Élysée, Matignon, Assemblée nationale : Emmanuel Macron a tous les pouvoirs. Tous, sauf un. Une irréductible assemblée d’élus locaux tient tête depuis trois ans au chef de l’État. C’est le Sénat. La Haute assemblée, fière de défendre le bicamérisme, n’a certes pas tous les leviers, ni le dernier mot dans la procédure parlementaire. Mais elle a su, depuis l’élection d’Emmanuel Macron, s’ériger petit à petit en contre-pouvoir. Un empêcheur de gouverner en rond, dont l’exécutif se passerait bien parfois.
À la tête de l’institution, Gérard Larcher, solidement accroché au Plateau. C’est là qu’il préside les séances dans l’hémicycle. Élu une première fois en 2008, le sénateur LR des Yvelines est réélu en 2014 après l’intermède socialiste de Jean-Pierre Bel. Confirmé à la tête du Sénat en 2017, ce passionné de chasse converti au protestantisme le sera sans doute à nouveau en septembre 2020. Le chef de l’État va donc devoir faire avec lui encore un moment. Même si face à Emmanuel Macron, le Sénat fait Chambre à part.
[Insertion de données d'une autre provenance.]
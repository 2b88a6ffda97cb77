//! Platform-specific speech backends

// Native TTS backend using the tts crate (cross-platform)
pub mod native;

// espeak-ng subprocess backend for WSL/WSLG and bare Linux
pub mod espeak;

// Ordered chain of the above
pub mod fallback;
De l'entente cordiale à l'extrême tension
Depuis trois ans, les relations entre l’exécutif et le Sénat alternent entre entente cordiale, coups de chaud, et même extrême tension lors de la commission d’enquête Benalla. Les relations entre Gérard Larcher et Emmanuel Macron, qui échangent plus ou moins régulièrement, en ont pris un sérieux coup à ce moment-là.
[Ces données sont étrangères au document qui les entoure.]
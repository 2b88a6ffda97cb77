//! msgreader main entry point
//!
//! Reads one batch of message fragments (JSON, from a file or stdin) and
//! speaks it through the configured speech engine.
//!
//! Usage: msgreader [--debug] [--config PATH] [--alerts-json] [--list-languages] [FILE]

use anyhow::{bail, Context};
use log::{error, info};
use msgreader::alert::{AlertSink, DesktopAlertSink, JsonAlertSink, LogAlertSink};
use msgreader::catalogue::speakable_languages;
use msgreader::config::{AlertTarget, Config};
use msgreader::contacts::IniContacts;
use msgreader::keepalive::KeepAlive;
use msgreader::logging::LogTag;
use msgreader::message::parse_batch;
use msgreader::pipeline::{Pipeline, ReaderService};
use msgreader::platform::SystemEnvironment;
use msgreader::speech::language::CANDIDATE_LANGUAGES;
use msgreader::speech::{create_engine, BackendFactory};
use std::io::{self, Read};
use std::path::PathBuf;
use std::process;
use std::sync::Arc;

/// Parsed command line
struct Args {
    debug: bool,
    config: Option<PathBuf>,
    alerts_json: bool,
    list_languages: bool,
    input: Option<PathBuf>,
}

fn parse_args() -> anyhow::Result<Args> {
    let mut args = Args {
        debug: false,
        config: None,
        alerts_json: false,
        list_languages: false,
        input: None,
    };

    let mut iter = std::env::args().skip(1);
    while let Some(arg) = iter.next() {
        match arg.as_str() {
            "--debug" | "-d" => args.debug = true,
            "--alerts-json" => args.alerts_json = true,
            "--list-languages" => args.list_languages = true,
            "--config" | "-c" => {
                let path = iter.next().context("--config needs a path")?;
                args.config = Some(PathBuf::from(path));
            }
            flag if flag.starts_with('-') && flag != "-" => bail!("unknown option {}", flag),
            "-" => args.input = None,
            path => args.input = Some(PathBuf::from(path)),
        }
    }

    Ok(args)
}

fn init_logging(debug_mode: bool) {
    if debug_mode {
        // Debug mode: write to msgreader.log
        use std::fs::OpenOptions;
        match OpenOptions::new()
            .create(true)
            .append(true)
            .open("msgreader.log")
        {
            Ok(log_file) => {
                env_logger::Builder::new()
                    .filter_level(log::LevelFilter::Debug)
                    .target(env_logger::Target::Pipe(Box::new(log_file)))
                    .init();
            }
            Err(e) => {
                eprintln!("Warning: Failed to open msgreader.log for debug logging: {}", e);
                eprintln!("Continuing without file logging...");
                env_logger::Builder::new()
                    .filter_level(log::LevelFilter::Warn)
                    .init();
            }
        }

        info!(
            "msgreader version {} starting (debug mode, logging to msgreader.log)",
            msgreader::VERSION
        );
    } else {
        // Normal mode: errors only, unless RUST_LOG says otherwise
        env_logger::Builder::new()
            .filter_level(log::LevelFilter::Error)
            .parse_default_env()
            .init();
    }
}

fn main() {
    let args = match parse_args() {
        Ok(args) => args,
        Err(e) => {
            eprintln!("Error: {}", e);
            eprintln!("Usage: msgreader [--debug] [--config PATH] [--alerts-json] [--list-languages] [FILE]");
            process::exit(1);
        }
    };

    init_logging(args.debug);

    if let Err(e) = run(args) {
        error!("Fatal error: {:#}", e);
        eprintln!("Error: {:#}", e);
        process::exit(1);
    }
}

#[cfg(target_os = "linux")]
fn keep_alive() -> Arc<dyn KeepAlive> {
    Arc::new(msgreader::keepalive::InhibitKeepAlive::new())
}

#[cfg(not(target_os = "linux"))]
fn keep_alive() -> Arc<dyn KeepAlive> {
    Arc::new(msgreader::keepalive::NoopKeepAlive)
}

fn run(args: Args) -> anyhow::Result<()> {
    let config = match &args.config {
        Some(path) => Config::load_from(path),
        None => Config::load(),
    }
    .context("loading configuration")?;
    info!("Configuration loaded from {:?}", config.path());

    let alerts: Arc<dyn AlertSink> = if args.alerts_json {
        Arc::new(JsonAlertSink::new(io::stdout()))
    } else {
        match config.alert_target() {
            AlertTarget::Desktop => Arc::new(DesktopAlertSink::new()),
            AlertTarget::Log => Arc::new(LogAlertSink),
        }
    };

    let tag = LogTag::new(msgreader::APP_NAME);

    if args.list_languages {
        let languages = speakable_languages(
            create_engine(config.backend()),
            CANDIDATE_LANGUAGES,
            alerts.as_ref(),
            &tag,
        );
        for entry in languages {
            println!("{}\t{}", entry.code, entry.display_name);
        }
        return Ok(());
    }

    let input = match &args.input {
        Some(path) => std::fs::read_to_string(path)
            .with_context(|| format!("reading {}", path.display()))?,
        None => {
            let mut buf = String::new();
            io::stdin().read_to_string(&mut buf).context("reading stdin")?;
            buf
        }
    };
    let batch = parse_batch(&input).context("parsing message batch")?;

    let pipeline = Pipeline::new(
        Arc::new(BackendFactory(config.backend())),
        Arc::new(SystemEnvironment::new()),
        alerts,
        Arc::new(IniContacts::new(config.contacts.clone())),
    )
    .with_log_tag(tag);

    let keep_alive = keep_alive();
    let service = ReaderService::new(pipeline, keep_alive);

    let outcome = service
        .submit(batch, config.settings())
        .context("starting worker")?
        .join()
        .map_err(|_| anyhow::anyhow!("worker thread panicked"))?;

    info!("Outcome: {:?}", outcome);
    if !args.alerts_json {
        println!("{:?}", outcome);
    }
    Ok(())
}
La transmission à la justice des cas de proches d’Emmanuel Macron, son directeur de cabinet, Patrick Strzoda, et le secrétaire général de l’Élysée, Alexis Kohler, est très mal passée. « La commission Ben alla, c’était une commission à charge pour mettre en cause Strzoda et Kohler » dit aujourd’hui un responsable de la majorité présidentielle. Malgré les soupçons de faux témoignage qui concernaient surtout Patrick Strozda – le cas d’Alexis Kohler avait été transmis sans pouvoir le suspecter du même délit – ils ont été blanchis par le parquet.
« Larcher a été pacificateur sur la commission d’enquête Ben alla »
En réalité, au moment de la commission d’enquête, le président du Sénat n’avait pas la véhémence d’un Philippe Bas, qui la présidait, ou d’un Bruno Retailleau, chef de file des sénateurs LR. Ces deux-là voulaient en découdre, avec comme seule arme le droit. Gérard Larcher a davantage cherché à temporiser.
« Il a été pacificateur sur la commission d’enquête » pense aujourd’hui un membre du gouvernement. Gérard Larcher a tendance à arrondir les angles, quand Bruno Retailleau en ajoute à force de taper. L’un joue parfois les good cop, l’autre est volontiers bad cop. Deux conceptions de la politique.
Un responsable LREM rend hommage à Gérard Larcher, comme on salue un adversaire de valeur, dont il faut se méfier :
Il est malin, habile, roublard, intelligent.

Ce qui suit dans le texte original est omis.